I exist in the sheltering eye of a storm right now in regards to food, weight loss and body image. I know that I am not losing weight at any supersonic, accelerated pace, but I know that like the song by Gary Clark, "Things are Changing."
Things are peacefully and gently shifting both physically and mentally.
"Ooh baby things are changing now
Things are changing now and I can't tell
Where I'll be from here on out"
I know things are a changing, because I can read the book, "Fat Girl" by Judith Moore with an unflinching gaze. It is touching me. But it is not destroying me. I know I could not have read this book two years ago or even a year ago. It would have hurt too much. I picked it up as ancillary research for another writing project I am working on.
Here is a review:
Fat Girl is a black diamond, revealing its hard brilliance only when you accept its invitation to descend into the soul of the loneliest little girl in the world. When you reach the center, the microscope becomes a wide-angle lens, suffusing your spirit with rage and mourning. Fat Girl is to-the-marrow honesty and monumental courage. It stuns, shocks, and saddens. It's the true blues ... because you know it's the truth. A magnificent achievement. —Andrew Vachss
Here are some excerpts online:
The prologue drew me in.
The first chapter made me want to cry.
Made me cry.
Made me sit down and write this blog.
Because for this moment in time, I can read "Fat Girl" with some distance between me and this sad story that by the author's own admission, does not end happily.

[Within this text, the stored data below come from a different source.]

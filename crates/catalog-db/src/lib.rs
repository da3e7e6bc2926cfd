use sqlx::{postgres::PgPoolOptions, PgPool};
use std::time::Duration;
use thiserror::Error;

const DEFAULT_MAX_CONNECTIONS: u32 = 10;
const DEFAULT_MIN_CONNECTIONS: u32 = 1;
const DEFAULT_ACQUIRE_TIMEOUT_SECS: u64 = 10;

// Path relative to crates/catalog-db/Cargo.toml; resolves to <workspace-root>/migrations/
static MIGRATOR: sqlx::migrate::Migrator = sqlx::migrate!("../../migrations");

#[derive(Debug, Clone, Copy)]
pub struct PoolConfig {
    pub max_connections: u32,
    pub min_connections: u32,
    pub acquire_timeout_secs: u64,
}

impl Default for PoolConfig {
    fn default() -> Self {
        Self {
            max_connections: DEFAULT_MAX_CONNECTIONS,
            min_connections: DEFAULT_MIN_CONNECTIONS,
            acquire_timeout_secs: DEFAULT_ACQUIRE_TIMEOUT_SECS,
        }
    }
}

impl PoolConfig {
    #[must_use]
    pub fn from_app_config(config: &catalog_core::AppConfig) -> Self {
        Self {
            max_connections: config.db_max_connections,
            min_connections: config.db_min_connections,
            acquire_timeout_secs: config.db_acquire_timeout_secs,
        }
    }
}

#[derive(Debug, Error)]
pub enum DbError {
    #[error("record not found")]
    NotFound,
    /// Delete or edit blocked because products still reference the entity.
    #[error("{entity} is referenced by {count} product(s)")]
    InUse { entity: String, count: i64 },
    #[error("a {0} with that value already exists")]
    Duplicate(&'static str),
    #[error(transparent)]
    Core(#[from] catalog_core::CoreError),
    #[error(transparent)]
    Sqlx(#[from] sqlx::Error),
    #[error(transparent)]
    Migration(#[from] sqlx::migrate::MigrateError),
}

impl DbError {
    /// `true` when the backing store could not be reached at all, as opposed
    /// to a query the store rejected.
    #[must_use]
    pub fn is_unavailable(&self) -> bool {
        matches!(
            self,
            DbError::Sqlx(
                sqlx::Error::Io(_)
                    | sqlx::Error::Tls(_)
                    | sqlx::Error::PoolTimedOut
                    | sqlx::Error::PoolClosed
                    | sqlx::Error::WorkerCrashed
            )
        )
    }

    /// Map a unique-constraint violation to [`DbError::Duplicate`].
    pub(crate) fn from_unique(error: sqlx::Error, what: &'static str) -> Self {
        if let sqlx::Error::Database(ref db_err) = error {
            if db_err.code().as_deref() == Some("23505") {
                return DbError::Duplicate(what);
            }
        }
        DbError::Sqlx(error)
    }
}

/// Connect to a Postgres pool using explicit URL and config.
///
/// # Errors
///
/// Returns [`sqlx::Error`] if the connection cannot be established.
pub async fn connect_pool(database_url: &str, config: PoolConfig) -> Result<PgPool, sqlx::Error> {
    PgPoolOptions::new()
        .max_connections(config.max_connections)
        .min_connections(config.min_connections)
        .acquire_timeout(Duration::from_secs(config.acquire_timeout_secs))
        .connect(database_url)
        .await
}

/// Run all pending migrations against the pool.
///
/// Returns the number of migrations that were applied.
///
/// # Errors
///
/// Returns [`sqlx::migrate::MigrateError`] if any migration fails.
pub async fn run_migrations(pool: &PgPool) -> Result<usize, sqlx::migrate::MigrateError> {
    // The _sqlx_migrations table may not exist yet on a fresh database;
    // treat absence as zero applied.
    let applied_before: i64 =
        sqlx::query_scalar::<_, i64>("SELECT COUNT(*) FROM _sqlx_migrations WHERE success = true")
            .fetch_one(pool)
            .await
            .unwrap_or(0);

    MIGRATOR.run(pool).await?;

    let applied_after: i64 =
        sqlx::query_scalar::<_, i64>("SELECT COUNT(*) FROM _sqlx_migrations WHERE success = true")
            .fetch_one(pool)
            .await
            .unwrap_or(0);

    let delta = (applied_after - applied_before).max(0);
    Ok(usize::try_from(delta).unwrap_or(0))
}

/// Send a `SELECT 1` to verify the pool has a live connection.
///
/// # Errors
///
/// Returns [`sqlx::Error`] if the query fails.
pub async fn ping(pool: &PgPool) -> Result<(), sqlx::Error> {
    sqlx::query_scalar::<_, i32>("SELECT 1")
        .fetch_one(pool)
        .await?;
    Ok(())
}

/// Run a full health check: ping the pool and return a typed error on failure.
///
/// # Errors
///
/// Returns [`DbError`] if the ping fails.
pub async fn health_check(pool: &PgPool) -> Result<(), DbError> {
    ping(pool).await?;
    Ok(())
}


pub mod attributes;
pub mod categories;
pub mod products;
pub mod seed;
pub mod stats;

pub use attributes::{
    create_attribute, delete_attribute, get_attribute, list_attributes, update_attribute,
    AttributeRow,
};
pub use categories::{
    count_products_in_category, count_products_in_subcategory, create_category, delete_category,
    get_category, list_categories, update_category, CategoryRow,
};
pub use products::{
    create_product, delete_product, find_products, get_product, update_product, upsert_by_sku,
    BatchFailure, BatchResult, ImageRef, ProductRow,
};
pub use seed::{seed_catalog, SeedSummary};
pub use stats::{category_product_counts, count_products, CategoryCountRow};
#[cfg(test)]
mod tests {
    use super::*;

    fn make_variation(stock: i32) -> Variation {
        Variation {
            kind: "Cor".to_string(),
            value: "Azul".to_string(),
            price: Decimal::new(1999, 2),
            stock,
            sku: "V1".to_string(),
        }
    }

    fn make_product(has_variations: bool, stock: i32, variations: Vec<Variation>) -> Product {
        Product {
            id: Uuid::new_v4(),
            sku: Some("P1".to_string()),
            name: "Tela 15 Incell".to_string(),
            category: Some("Telas".to_string()),
            subcategory: None,
            price: Decimal::new(1999, 2),
            stock,
            attributes: AttributeMap::new(),
            has_variations,
            variations,
            image: None,
            image_public_id: None,
            created_at: Utc::now(),
            updated_at: Utc::now(),
        }
    }

    fn select_attr(options: &[&str]) -> Attribute {
        Attribute {
            id: Uuid::new_v4(),
            category: "Telas".to_string(),
            name: "Qualidade".to_string(),
            kind: AttributeKind::Select,
            options: options.iter().map(ToString::to_string).collect(),
        }
    }

    #[test]
    fn stock_is_consistent_when_sum_matches() {
        let product = make_product(true, 8, vec![make_variation(3), make_variation(5)]);
        assert_eq!(product.variation_stock(), 8);
        assert!(product.stock_is_consistent());
    }

    #[test]
    fn stock_is_inconsistent_when_sum_differs() {
        let product = make_product(true, 2, vec![make_variation(3)]);
        assert!(!product.stock_is_consistent());
    }

    #[test]
    fn stock_without_variations_is_always_consistent() {
        let product = make_product(false, 42, vec![]);
        assert!(product.stock_is_consistent());
    }

    #[test]
    fn variation_deserializes_type_field_with_default() {
        let v: Variation = serde_json::from_str(r#"{"value":"Azul","stock":2}"#).unwrap();
        assert_eq!(v.kind, "Cor");
        assert_eq!(v.value, "Azul");
        assert_eq!(v.price, Decimal::ZERO);

        let v: Variation =
            serde_json::from_str(r#"{"type":"Versão","value":"M15","price":"10.50"}"#).unwrap();
        assert_eq!(v.kind, "Versão");
        assert_eq!(v.price, Decimal::new(1050, 2));
    }

    #[test]
    fn product_serializes_camel_case_keys() {
        let product = make_product(true, 3, vec![make_variation(3)]);
        let json = serde_json::to_value(&product).unwrap();
        assert!(json.get("hasVariations").is_some());
        assert!(json.get("imagePublicId").is_some());
        assert!(json.get("createdAt").is_some());
        assert_eq!(json["variations"][0]["type"], "Cor");
    }

    #[test]
    fn product_record_key_ignores_blank_sku() {
        let record = ProductRecord {
            sku: Some("   ".to_string()),
            ..ProductRecord::default()
        };
        assert!(record.key().is_none());

        let record = ProductRecord {
            sku: Some(" P1 ".to_string()),
            ..ProductRecord::default()
        };
        assert_eq!(record.key(), Some("P1"));
    }

    #[test]
    fn product_record_missing_fields_deserialize_as_none() {
        let record: ProductRecord = serde_json::from_str(r#"{"sku":"A1","price":12.5}"#).unwrap();
        assert_eq!(record.sku.as_deref(), Some("A1"));
        assert_eq!(record.price, Some(Decimal::new(125, 1)));
        assert!(record.name.is_none());
        assert!(record.variations.is_none());
    }

    #[test]
    fn aggregated_stock_only_applies_to_records_with_variations() {
        let record = ProductRecord {
            sku: Some("P1".to_string()),
            stock: Some(99),
            has_variations: Some(true),
            variations: Some(vec![make_variation(3), make_variation(5)]),
            ..ProductRecord::default()
        }
        .with_aggregated_stock();
        assert_eq!(record.stock, Some(8));

        let record = ProductRecord {
            stock: Some(99),
            has_variations: Some(false),
            variations: Some(vec![make_variation(3)]),
            ..ProductRecord::default()
        }
        .with_aggregated_stock();
        assert_eq!(record.stock, Some(99));
    }

    #[test]
    fn draft_from_product_copies_editable_fields() {
        let product = make_product(true, 3, vec![make_variation(3)]);
        let draft = ProductDraft::from(&product);
        assert_eq!(draft.sku, product.sku);
        assert_eq!(draft.stock, 3);
        assert_eq!(draft.variations.len(), 1);
    }

    #[test]
    fn attribute_kind_parses_case_insensitively() {
        assert_eq!("Select".parse::<AttributeKind>().unwrap(), AttributeKind::Select);
        assert_eq!(" text ".parse::<AttributeKind>().unwrap(), AttributeKind::Text);
        assert!("number".parse::<AttributeKind>().is_err());
    }

    #[test]
    fn removed_subcategories_lists_only_dropped_entries() {
        let category = Category {
            id: Uuid::new_v4(),
            name: "Telas".to_string(),
            subcategories: vec!["Incell".to_string(), "OLED".to_string()],
            created_at: Utc::now(),
            updated_at: Utc::now(),
        };
        let removed = category.removed_subcategories(&["OLED".to_string(), "LCD".to_string()]);
        assert_eq!(removed, vec!["Incell"]);
    }

    #[test]
    fn category_draft_normalization_trims_and_dedups() {
        let draft = CategoryDraft {
            name: "  Telas ".to_string(),
            subcategories: vec![
                " Incell".to_string(),
                String::new(),
                "Incell".to_string(),
                "OLED".to_string(),
            ],
        }
        .normalized();
        assert_eq!(draft.name, "Telas");
        assert_eq!(draft.subcategories, vec!["Incell", "OLED"]);
    }

    #[test]
    fn attribute_draft_reads_type_key() {
        let draft: AttributeDraft = serde_json::from_str(
            r#"{"category":"Telas","name":"Qualidade","type":"select","options":["A"]}"#,
        )
        .unwrap();
        assert_eq!(draft.kind, AttributeKind::Select);
        assert_eq!(draft.options, vec!["A"]);
    }

    #[test]
    fn validate_attributes_rejects_unknown_select_option() {
        let defs = vec![select_attr(&["Original", "Premium"])];
        let mut values = AttributeMap::new();
        values.insert("Qualidade".to_string(), "Paralela".to_string());
        let err = validate_attributes(&defs, &values).unwrap_err();
        assert!(matches!(err, CoreError::AttributeValueNotAllowed { ref name, .. } if name == "Qualidade"));
    }

    #[test]
    fn validate_attributes_accepts_known_option_blank_and_undefined_keys() {
        let defs = vec![select_attr(&["Original", "Premium"])];
        let mut values = AttributeMap::new();
        values.insert("Qualidade".to_string(), "Premium".to_string());
        values.insert("Garantia".to_string(), "90 dias".to_string());
        assert!(validate_attributes(&defs, &values).is_ok());

        values.insert("Qualidade".to_string(), "  ".to_string());
        assert!(validate_attributes(&defs, &values).is_ok());
    }
}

She writes in her prologue: "I mistrust real-life stories that conclude on a triumphant note. Rockettes will not arrive on the final page and kick up their high heels and show petticoats. This is a story about an unhappy fat girl who became a fat woman who was happy and unhappy."
And I feel compelled to respond that I want Rockettes to arrive on the final page of my story. I want them to kick up their heels and to show petticoats. I want a freaking ticker tape parade. I want a Blue Angels fly over and a 21 gun salute. I want the armistice I have so painstakingly forged between myself and my scale, and food and the old me and the new me to last forever.
And I genuinely, with all my heart and soul want everyone's story to end that way also.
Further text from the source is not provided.